Así llegó un fin de semana, en 1956, cuando había pocas noticias, entre ellas una que nos obsesionó: el papa Pío XII sufría un ataque de hipo y los médicos decían que si no se le quitaba, podía morir. Decidimos, sin contarle a nadie más, hacer de cuenta que el Papa iba a morir de hipo. Para nosotros la noticia no era que moría el Papa y había que hacer referencia a cosas obvias, como su política frente a Hitler en la Guerra Mundial o frente al holocausto de los judíos. Para montar algo original, algo que superara los torrentes de lugares comunes que se dicen “en la muerte de un obispo”, lo importante para nosotros era el hipo. Gabo recordó P&O, el cuento magistral de Somerset Maugham cuyo protagonista murió en mitad del océano Índico de un ataque de hipo que lo agotó en cinco días mientras del mundo entero le llegaban recetas extravagantes.

 

Organizamos ese sábado, de carrera, una edición extraordinaria de cuatro páginas y acordamos entrar en vigilia para esperar el momento en que el Papa muriera de hipo. El periodismo radial y de televisión apenas comenzaba y los noticieros tenían horas fijas o adelantos breves para las primicias. Para matar el tiempo, nos fuimos a pasear en automóvil con el radio encendido por la sabana de Bogotá.

 

Otra transformación en la vida del joven Gabo en esos días fue la de su concepto sobre Bogotá, que partió de la estampa de ciudad fúnebre, lluviosa y vestida de negro cuando vino por primera vez a estudiar y aterrizó en Zipaquirá. Aquel fin de semana, ya como ensayista literario de éxito y con oficio fijo como periodista, conoció otra Bogotá y otra sabana.

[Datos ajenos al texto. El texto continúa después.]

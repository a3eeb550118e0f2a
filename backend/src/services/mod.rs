//! Business logic services for the FTI Member Portal

pub mod address_request;
pub mod analytics;
pub mod application;
pub mod auth;
pub mod contact;
pub mod email;
pub mod review;
pub mod type_switch;

pub use address_request::AddressRequestService;
pub use analytics::AnalyticsService;
pub use application::ApplicationService;
pub use auth::AuthService;
pub use contact::ContactService;
pub use email::Notifier;
pub use review::ReviewService;
pub use type_switch::TypeSwitchService;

Años más tarde, en 1983, en una crónica de nuestros recuerdos, publiqué la siguiente frase que me dijo Gabo: “Lo único que me ha hecho dudar que la sabana de Bogotá sea lo más bello del mundo es el mar en algunos lugares. ¡Para que te lo diga yo!”

 

Regresemos al Papa que moría de hipo. Pasó ese sábado, llegó el domingo y no se moría. Nos quedó más tiempo para llegar a las tienditas sabaneras de golosinas, conversar con los campesinos, buscar otras historias. En la noche pasó casi inadvertida la noticia de que al Papa le había cesado el ataque de hipo.

 

Lo mismo nos pasó otras veces con el lánguido final de historias muy preparadas pero inconclusas o impublicables, que terminaron en la canasta de la basura y con una exclamación propia de nuestro argot:

 

—“¡Se nos enmochiló la chiva!”

 

 

* Periodista. Por varias décadas se desempeñó como jefe de redacción del periódico El Espectador, donde comenzó a trabajar cuando tenía 13 años (1934). En dos ocasiones se desempeñó como director encargado del periódico.